前1200年を過ぎると、ヒッタイト王国各地では、反乱や軍事行動が相次ぐ。前1195年前後、ヒッタイトの同盟国で、地中海東岸で当時一番繁栄していた都市国家ウガリットが滅亡する。
ヒッタイト王は「敵が来る」とウガリットに警告していたが、肝心のウガリットの軍隊はヒッタイトの要請でアナトリアへ、艦隊はキプロスに出かけていた。
ウガリットの滅亡は短い間に起きたものだったらしい。

それからまもなくヒッタイトの首都ハットゥシャが炎上する。一体、誰によって攻撃されたのかは、王国滅亡の頃の文書が残ってないのでわからない。
ともかく王都ハッシゥシャは炎上し、ヒッタイトは滅亡した。
ヒッタイトの滅亡は、従来はエジプトに襲来した「海の民」と同じグループによるものと言われていたが、最近は反乱か起きたか、それとも住民が蜂起して自主的に放棄したという説にも変わってきている。

ギリシアに「暗黒時代」が到来
ギリシア本土でもその頃、ミケーネ文明が滅亡した。
ミケーネ、ティリンスといった都市が破壊され、文明そのものが消滅したのだ。
彼らが使っていた線文字Bも、以降は誰も使うことがなく、歴史から忘れ去られた。
以降のギリシアは都市が衰退し、文字資料がない「暗黒時代」が約400年続く
ただし、その間に口承文学が発達しており、暗黒時代末期にホメロスによってまとめられていくことになる。

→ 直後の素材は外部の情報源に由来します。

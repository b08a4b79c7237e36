//! `package.json` discovery and entry point resolution

use crate::error::{Error, Result};
use serde::Deserialize;
use std::path::{Component, Path, PathBuf};

pub const MANIFEST_FILE: &str = "package.json";

/// The fields of `package.json` the CLI reads
#[derive(Debug, Clone, Default, Deserialize)]
pub struct PackageManifest {
    #[serde(default)]
    pub name: Option<String>,

    #[serde(default)]
    pub version: Option<String>,

    /// Declared entry point, relative to the manifest directory
    #[serde(default)]
    pub main: Option<String>,
}

impl PackageManifest {
    pub fn read(dir: &Path) -> Result<Self> {
        let path = dir.join(MANIFEST_FILE);
        let content = std::fs::read_to_string(&path).map_err(|e| Error::io(&path, e))?;
        serde_json::from_str(&content)
            .map_err(|e| Error::Install(format!("malformed {}: {}", path.display(), e)))
    }
}

/// Nearest directory at or above `start` that holds a `package.json`
pub fn find_package_root(start: &Path) -> Option<PathBuf> {
    let start = std::path::absolute(start).ok()?;
    start
        .ancestors()
        .find(|dir| dir.join(MANIFEST_FILE).is_file())
        .map(Path::to_path_buf)
}

/// Absolute path of the entry point declared by the package containing `start`
///
/// `Ok(None)` when no manifest is found or it declares no `main`. A manifest
/// that exists but cannot be parsed is an error.
pub fn entry_point(start: &Path) -> Result<Option<PathBuf>> {
    let Some(root) = find_package_root(start) else {
        tracing::debug!(start = %start.display(), "no package.json found");
        return Ok(None);
    };

    let manifest = PackageManifest::read(&root)?;
    let Some(main) = manifest.main.filter(|m| !m.trim().is_empty()) else {
        tracing::debug!(root = %root.display(), "package.json declares no main");
        return Ok(None);
    };

    Ok(Some(normalize_path(&root.join(main.replace('\\', "/")))))
}

/// Collapse `.` and `..` components without touching the filesystem
pub fn normalize_path(path: &Path) -> PathBuf {
    let mut out = PathBuf::new();
    for component in path.components() {
        match component {
            Component::CurDir => {}
            Component::ParentDir => {
                if !out.pop() {
                    out.push(component);
                }
            }
            other => out.push(other),
        }
    }
    out
}
//! Registry metadata document (`GET <registry>/<name>`)

use serde::Deserialize;
use std::collections::BTreeMap;

/// The subset of an npm packument the CLI reads
#[derive(Debug, Clone, Default, Deserialize)]
pub struct PackageDocument {
    #[serde(default)]
    pub name: String,

    /// Published versions keyed by semver string
    #[serde(default)]
    pub versions: BTreeMap<String, VersionMetadata>,
}

#[derive(Debug, Clone, Default, Deserialize)]
pub struct VersionMetadata {
    #[serde(default)]
    pub dist: Option<Dist>,
}

/// Where to download one version and how to check it
#[derive(Debug, Clone, Deserialize)]
pub struct Dist {
    pub tarball: String,

    /// Subresource-integrity string, e.g. `sha512-<base64>`
    #[serde(default)]
    pub integrity: Option<String>,
}
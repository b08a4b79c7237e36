//! Runtime detection for Node.js

use std::process::Command;

/// Runtime detection result
#[derive(Debug, Clone)]
pub struct RuntimeInfo {
    pub name: &'static str,
    pub version: Option<String>,
    pub available: bool,
}

fn probe(name: &'static str, binary: &str) -> RuntimeInfo {
    let output = Command::new(binary).arg("--version").output();

    match output {
        Ok(out) if out.status.success() => {
            let version = String::from_utf8_lossy(&out.stdout).trim().to_string();
            RuntimeInfo {
                name,
                version: Some(version),
                available: true,
            }
        }
        _ => RuntimeInfo {
            name,
            version: None,
            available: false,
        },
    }
}

/// Check if Node.js is available (needed for JavaScript plugin entry points)
pub fn check_node() -> RuntimeInfo {
    probe("Node.js", "node")
}
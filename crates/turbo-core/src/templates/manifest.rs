//! Template catalog entry types and parsing

use crate::project::ProjectType;
use serde::{Deserialize, Serialize};

/// How a template package is turned into project files
#[derive(Debug, Clone, Copy, Default, PartialEq, Eq, Serialize, Deserialize)]
#[serde(rename_all = "lowercase")]
pub enum TemplateType {
    /// Copy the package's `template/` directory and render it
    #[default]
    Normal,
    /// Template-provided install logic; not supported yet
    Custom,
}

/// One scaffoldable template published as an npm package
#[derive(Debug, Clone, Serialize, Deserialize)]
#[serde(rename_all = "camelCase")]
pub struct TemplateInfo {
    /// Display name
    pub name: String,

    /// npm package holding the template
    pub npm_name: String,

    /// Exact version, or `latest`
    pub version: String,

    /// Project types this template can create
    #[serde(default)]
    pub tag: Vec<ProjectType>,

    #[serde(default, rename = "type")]
    pub kind: TemplateType,

    /// Dependency install command run in the new project (e.g. `npm install`)
    #[serde(default)]
    pub install_command: Option<String>,

    /// Command starting the new project (e.g. `npm run serve`)
    #[serde(default)]
    pub start_command: Option<String>,

    /// Glob patterns (relative to the project root) excluded from rendering
    #[serde(default)]
    pub ignore: Vec<String>,
}

impl TemplateInfo {
    pub fn supports(&self, kind: ProjectType) -> bool {
        self.tag.contains(&kind)
    }
}

/// Catalog payload: a bare list or `{ templates: [...] }`
#[derive(Debug, Clone, Deserialize)]
#[serde(untagged)]
pub enum CatalogDocument {
    List(Vec<TemplateInfo>),
    Wrapped { templates: Vec<TemplateInfo> },
}

impl CatalogDocument {
    pub fn into_templates(self) -> Vec<TemplateInfo> {
        match self {
            CatalogDocument::List(templates) => templates,
            CatalogDocument::Wrapped { templates } => templates,
        }
    }
}

/// Templates usable for `kind`, in catalog order
pub fn templates_for(catalog: &[TemplateInfo], kind: ProjectType) -> Vec<&TemplateInfo> {
    catalog.iter().filter(|t| t.supports(kind)).collect()
}

#[cfg(test)]
mod tests {
    use super::*;

    const CATALOG_JSON: &str = r#"[
        {
            "name": "Vue 3 standard",
            "npmName": "@turbo-cli-dev/template-vue3",
            "version": "1.0.0",
            "tag": ["project"],
            "type": "normal",
            "installCommand": "npm install",
            "startCommand": "npm run serve",
            "ignore": ["**/public/**"]
        },
        {
            "name": "Component library",
            "npmName": "@turbo-cli-dev/template-components",
            "version": "latest",
            "tag": ["component"]
        },
        {
            "name": "Scripted",
            "npmName": "@turbo-cli-dev/template-scripted",
            "version": "0.1.0",
            "tag": ["project", "component"],
            "type": "custom"
        }
    ]"#;

    #[test]
    fn test_parse_json_catalog() {
        let catalog: CatalogDocument = serde_yaml::from_str(CATALOG_JSON).unwrap();
        let templates = catalog.into_templates();

        assert_eq!(templates.len(), 3);
        assert_eq!(templates[0].npm_name, "@turbo-cli-dev/template-vue3");
        assert_eq!(templates[0].install_command.as_deref(), Some("npm install"));
        assert_eq!(templates[0].ignore, vec!["**/public/**"]);
        assert_eq!(templates[1].kind, TemplateType::Normal);
        assert!(templates[1].ignore.is_empty());
        assert_eq!(templates[2].kind, TemplateType::Custom);
    }

    #[test]
    fn test_parse_wrapped_yaml_catalog() {
        let yaml = "templates:\n  - name: Demo\n    npmName: demo-template\n    version: 1.0.0\n    tag: [project]\n";
        let catalog: CatalogDocument = serde_yaml::from_str(yaml).unwrap();
        let templates = catalog.into_templates();
        assert_eq!(templates.len(), 1);
        assert!(templates[0].supports(ProjectType::Project));
    }

    #[test]
    fn test_filter_by_tag() {
        let templates = serde_yaml::from_str::<CatalogDocument>(CATALOG_JSON)
            .unwrap()
            .into_templates();

        let projects: Vec<_> = templates_for(&templates, ProjectType::Project)
            .iter()
            .map(|t| t.name.as_str())
            .collect();
        assert_eq!(projects, vec!["Vue 3 standard", "Scripted"]);

        let components = templates_for(&templates, ProjectType::Component);
        assert_eq!(components.len(), 2);
    }
}
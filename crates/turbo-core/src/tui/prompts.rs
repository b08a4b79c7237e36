//! Charm-style CLI prompts using cliclack

use crate::commands::{Choice, NoteKind, Prompter, Validator};
use anyhow::Result;
use cliclack::ProgressBar;

/// [`Prompter`] drawing inline prompts on the terminal
#[derive(Default)]
pub struct ClackPrompter {
    spinner: Option<ProgressBar>,
}

impl ClackPrompter {
    pub fn new() -> Self {
        Self::default()
    }
}

impl Prompter for ClackPrompter {
    fn intro(&mut self, title: &str) -> Result<()> {
        cliclack::intro(title)?;
        Ok(())
    }

    fn outro(&mut self, message: &str) -> Result<()> {
        cliclack::outro(message)?;
        Ok(())
    }

    fn confirm(&mut self, message: &str, default: bool) -> Result<bool> {
        let answer: bool = cliclack::confirm(message)
            .initial_value(default)
            .interact()?;
        Ok(answer)
    }

    fn select(&mut self, message: &str, choices: &[Choice]) -> Result<usize> {
        // Indices as values avoid cloning the labels
        let mut select = cliclack::select(message);
        for (idx, choice) in choices.iter().enumerate() {
            select = select.item(idx, &choice.label, &choice.hint);
        }
        let selected: usize = select.interact()?;
        Ok(selected)
    }

    fn input(&mut self, message: &str, default: Option<&str>, validate: Validator) -> Result<String> {
        let mut input = cliclack::input(message);
        if let Some(default) = default {
            input = input.placeholder(default).default_input(default);
        }
        let value: String = input
            .validate(move |value: &String| validate(value))
            .interact()?;
        Ok(value)
    }

    fn note(&mut self, kind: NoteKind, message: &str) -> Result<()> {
        match kind {
            NoteKind::Info => cliclack::log::info(message)?,
            NoteKind::Success => cliclack::log::success(message)?,
            NoteKind::Warning => cliclack::log::warning(message)?,
            NoteKind::Error => cliclack::log::error(message)?,
        }
        Ok(())
    }

    fn progress_start(&mut self, message: &str) {
        let spinner = cliclack::spinner();
        spinner.start(message);
        self.spinner = Some(spinner);
    }

    fn progress_stop(&mut self, message: &str) {
        match self.spinner.take() {
            Some(spinner) => spinner.stop(message),
            None => {
                let _ = cliclack::log::success(message);
            }
        }
    }

    fn progress_fail(&mut self, message: &str) {
        match self.spinner.take() {
            Some(spinner) => spinner.error(message),
            None => {
                let _ = cliclack::log::error(message);
            }
        }
    }
}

ミケーネ文明滅亡の理由だが、2003年ごろまでの世界史の教科書には「ギリシア北部から南下してきたドーリア人によるもの」と記述されていた。
しかし現在はその説は否定され、ドーリア人ではなくエジプトを攻撃した「海の民」ではないかと言われている。
ミケーネ人は何かを書き残す余裕もなく、滅亡してしまったからだ。

ちなみに「ドーリア人侵入説」はギリシアの歴史家トゥキジデスの「戦史」に、「トロイア陥落の80年後にドーリア人が南下してスパルタに定着」という記述があることから生まれた。
実際は、ドーリア人はすでにミケーネ文明が破壊された後にやってきたようだ。
ドーリア人はスパルタの支配層になり、先住の人々を奴隷、あるいは非自由民として軍国国家を築いていく。

イオニア人の都市アテネはかろうじて滅亡は免れたようだが、その後、停滞期に入る。
ギリシア本土にいた多くのイオニア人やアイオリス人はドーリア人に押されて、エーゲ海の対岸のイオニア地方へと次第に移住していったようだ。

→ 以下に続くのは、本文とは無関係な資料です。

//! In-place placeholder rendering of copied template files
//!
//! Templates use EJS-style tags so they don't collide with the `{{ }}` syntax
//! of the frameworks they scaffold:
//!
//! ```text
//! <%= name %>                 variable
//! <%_ if description %> ... <%_ endif %>    block
//! <%# note %>                 comment
//! ```
//!
//! Undefined variables are errors. Files that are not UTF-8 are left as copied.

use super::ignore::IgnoreSet;
use crate::error::{Error, Result};
use crate::project::TemplateContext;
use minijinja::syntax::SyntaxConfig;
use minijinja::{Environment, UndefinedBehavior, Value};
use std::path::{Path, PathBuf};
use std::sync::Arc;
use tokio::fs;
use tokio::task::JoinSet;
use walkdir::WalkDir;

/// Renders template text with a fixed project context
pub struct Renderer {
    env: Environment<'static>,
    context: Value,
}

impl Renderer {
    pub fn new(context: &TemplateContext) -> Result<Self> {
        let syntax = SyntaxConfig::builder()
            .variable_delimiters("<%=", "%>")
            .block_delimiters("<%_", "%>")
            .comment_delimiters("<%#", "%>")
            .build()
            .map_err(|e| Error::Config(format!("invalid template syntax: {}", e)))?;

        let mut env = Environment::new();
        env.set_syntax(syntax);
        env.set_undefined_behavior(UndefinedBehavior::Strict);
        env.set_keep_trailing_newline(true);

        Ok(Self {
            env,
            context: Value::from_serialize(context),
        })
    }

    /// Render one file's contents; `path` only labels errors
    pub fn render(&self, path: &Path, source: &str) -> Result<String> {
        self.env
            .render_str(source, &self.context)
            .map_err(|e| Error::Install(format!("failed to render {}: {}", path.display(), e)))
    }
}

/// Render every non-ignored file under `root` in place
///
/// Files are rendered concurrently. The first failure aborts the remaining
/// renders and is returned; files already written stay rendered. Returns the
/// number of files rewritten.
pub async fn render_dir(root: &Path, ignore: &IgnoreSet, renderer: Renderer) -> Result<usize> {
    let files = collect_files(root, ignore)?;
    let renderer = Arc::new(renderer);
    let mut tasks = JoinSet::new();

    for path in files {
        let renderer = Arc::clone(&renderer);
        tasks.spawn(async move { render_file(&renderer, path).await });
    }

    let mut rendered = 0;
    while let Some(joined) = tasks.join_next().await {
        let outcome = joined
            .map_err(|e| Error::Install(format!("render task failed: {}", e)))?;
        if outcome? {
            rendered += 1;
        }
    }

    tracing::debug!(files = rendered, root = %root.display(), "rendered template files");
    Ok(rendered)
}

fn collect_files(root: &Path, ignore: &IgnoreSet) -> Result<Vec<PathBuf>> {
    let mut files = Vec::new();
    let walker = WalkDir::new(root).min_depth(1).into_iter().filter_entry(|entry| {
        let pruned = entry.file_type().is_dir()
            && entry
                .path()
                .strip_prefix(root)
                .is_ok_and(|relative| ignore.is_ignored_dir(relative));
        if pruned {
            tracing::trace!(path = %entry.path().display(), "skipping ignored directory");
        }
        !pruned
    });

    for entry in walker {
        let entry = entry.map_err(|e| {
            let path = e.path().unwrap_or(root).to_path_buf();
            Error::io(path, e.into())
        })?;
        if entry.file_type().is_dir() {
            continue;
        }

        let relative = entry.path().strip_prefix(root).unwrap_or(entry.path());
        if ignore.is_ignored(relative) {
            tracing::trace!(path = %relative.display(), "skipping ignored file");
            continue;
        }
        files.push(entry.into_path());
    }
    Ok(files)
}

/// `Ok(false)` when the file was skipped as binary
async fn render_file(renderer: &Renderer, path: PathBuf) -> Result<bool> {
    let bytes = fs::read(&path).await.map_err(|e| Error::io(&path, e))?;
    let Ok(source) = String::from_utf8(bytes) else {
        tracing::debug!(path = %path.display(), "skipping non-UTF-8 file");
        return Ok(false);
    };

    let output = renderer.render(&path, &source)?;
    fs::write(&path, output)
        .await
        .map_err(|e| Error::io(&path, e))?;
    Ok(true)
}

#[cfg(test)]
mod tests {
    use super::*;
    use crate::project::{ProjectInfo, ProjectType};

    fn context() -> TemplateContext {
        ProjectInfo::new(ProjectType::Project, "demo", "1.0.0", "demo-template", None)
            .unwrap()
            .render_context()
    }

    #[test]
    fn test_render_variables_and_aliases() {
        let renderer = Renderer::new(&context()).unwrap();
        let out = renderer
            .render(
                Path::new("package.json"),
                "{\"name\": \"<%= projectName %>\", \"version\": \"<%= version %>\"}\n",
            )
            .unwrap();
        assert_eq!(out, "{\"name\": \"demo\", \"version\": \"1.0.0\"}\n");
    }

    #[test]
    fn test_framework_braces_untouched() {
        let renderer = Renderer::new(&context()).unwrap();
        let out = renderer
            .render(Path::new("App.vue"), "<h1>{{ title }}</h1><%# note %><%= className %>")
            .unwrap();
        assert_eq!(out, "<h1>{{ title }}</h1>demo");
    }

    #[test]
    fn test_blocks() {
        let info = ProjectInfo::new(ProjectType::Component, "btn", "0.1.0", "t", Some("A button"))
            .unwrap();
        let renderer = Renderer::new(&info.render_context()).unwrap();
        let out = renderer
            .render(
                Path::new("README.md"),
                "<%_ if description %>desc: <%= description %><%_ endif %>",
            )
            .unwrap();
        assert_eq!(out, "desc: A button");
    }

    #[test]
    fn test_undefined_variable_fails() {
        let renderer = Renderer::new(&context()).unwrap();
        let err = renderer
            .render(Path::new("bad.txt"), "<%= author %>")
            .unwrap_err();
        assert!(matches!(err, Error::Install(_)));
        assert!(err.to_string().contains("bad.txt"));
    }

    #[tokio::test]
    async fn test_render_dir_skips_ignored_and_binary() {
        let dir = tempfile::tempdir().unwrap();
        let root = dir.path();
        std::fs::create_dir_all(root.join("src")).unwrap();
        std::fs::create_dir_all(root.join("node_modules/lib")).unwrap();
        std::fs::create_dir_all(root.join("public")).unwrap();
        std::fs::write(root.join("src/main.js"), "// <%= name %>@<%= version %>").unwrap();
        std::fs::write(root.join("node_modules/lib/index.js"), "<%= missing %>").unwrap();
        std::fs::write(root.join("public/index.html"), "<%= missing %>").unwrap();
        std::fs::write(root.join("logo.bin"), [0xff, 0xfe, 0x00]).unwrap();

        let ignore = IgnoreSet::new(&["public/**"]);
        let rendered = render_dir(root, &ignore, Renderer::new(&context()).unwrap())
            .await
            .unwrap();

        assert_eq!(rendered, 1);
        assert_eq!(
            std::fs::read_to_string(root.join("src/main.js")).unwrap(),
            "// demo@1.0.0"
        );
        assert_eq!(
            std::fs::read_to_string(root.join("public/index.html")).unwrap(),
            "<%= missing %>"
        );
        assert_eq!(std::fs::read(root.join("logo.bin")).unwrap(), vec![0xff, 0xfe, 0x00]);
    }

    #[tokio::test]
    async fn test_render_dir_leaves_git_internals_alone() {
        let dir = tempfile::tempdir().unwrap();
        let root = dir.path();
        std::fs::create_dir_all(root.join(".git/hooks")).unwrap();
        std::fs::write(root.join(".git/HEAD"), "ref: refs/heads/main\n").unwrap();
        std::fs::write(root.join(".git/hooks/pre-commit"), "<%= missing %>").unwrap();
        std::fs::write(root.join(".gitignore"), "node_modules/\n").unwrap();
        std::fs::write(root.join("index.js"), "<%= name %>").unwrap();

        let before = std::fs::metadata(root.join(".git/HEAD")).unwrap().modified().unwrap();
        let rendered = render_dir(
            root,
            &IgnoreSet::new::<&str>(&[]),
            Renderer::new(&context()).unwrap(),
        )
        .await
        .unwrap();

        assert_eq!(rendered, 2);
        assert_eq!(std::fs::read_to_string(root.join("index.js")).unwrap(), "demo");
        assert_eq!(
            std::fs::metadata(root.join(".git/HEAD")).unwrap().modified().unwrap(),
            before
        );
    }

    #[test]
    fn test_collect_files_prunes_ignored_dirs() {
        let dir = tempfile::tempdir().unwrap();
        let root = dir.path();
        std::fs::create_dir_all(root.join("node_modules/a/b")).unwrap();
        std::fs::create_dir_all(root.join("assets")).unwrap();
        std::fs::write(root.join("node_modules/a/b/x.js"), "").unwrap();
        std::fs::write(root.join("assets/logo.svg"), "").unwrap();
        std::fs::write(root.join("assets/data.json"), "").unwrap();

        let files = collect_files(root, &IgnoreSet::new(&["**/*.{svg,png}"])).unwrap();
        assert_eq!(files, vec![root.join("assets/data.json")]);
    }

    #[tokio::test]
    async fn test_render_dir_fails_on_any_bad_file() {
        let dir = tempfile::tempdir().unwrap();
        std::fs::write(dir.path().join("ok.txt"), "<%= name %>").unwrap();
        std::fs::write(dir.path().join("broken.txt"), "<%= nope %>").unwrap();

        let result = render_dir(
            dir.path(),
            &IgnoreSet::new::<&str>(&[]),
            Renderer::new(&context()).unwrap(),
        )
        .await;

        let err = result.unwrap_err();
        assert!(err.to_string().contains("broken.txt"));
    }
}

エジプトでは、前1186年ごろラムセス3世が即位していた。
彼の即位8年めには「海の民」が二度目の大規模なエジプト侵入を試みた。
これはパレスチナ方面からの地上軍と海からの攻撃の二面作戦だったが、エジプトは両方とも撃退。
この時の海の民の構成は、トロイア、シチリア、ペリシテ人たちなどと記録されている。
東地中海北岸に住んでいた人々が何らかの理由で故郷を失い、大きな集団となって押し寄せたのだろう。
負けた「海の民」の一部は傭兵になったり、ペリシテ人のようにカナン(パレスチナ周辺)に定住したりした。
またラムセス3世はこの頃、リビア人の侵入も二度撃退しており
おそらくリビアでも深刻な食糧難があったのだろう。 (続く)


by mahaera | 2019-05-04 10:42 | 子供に教える世界史・古代編 | Comments(0)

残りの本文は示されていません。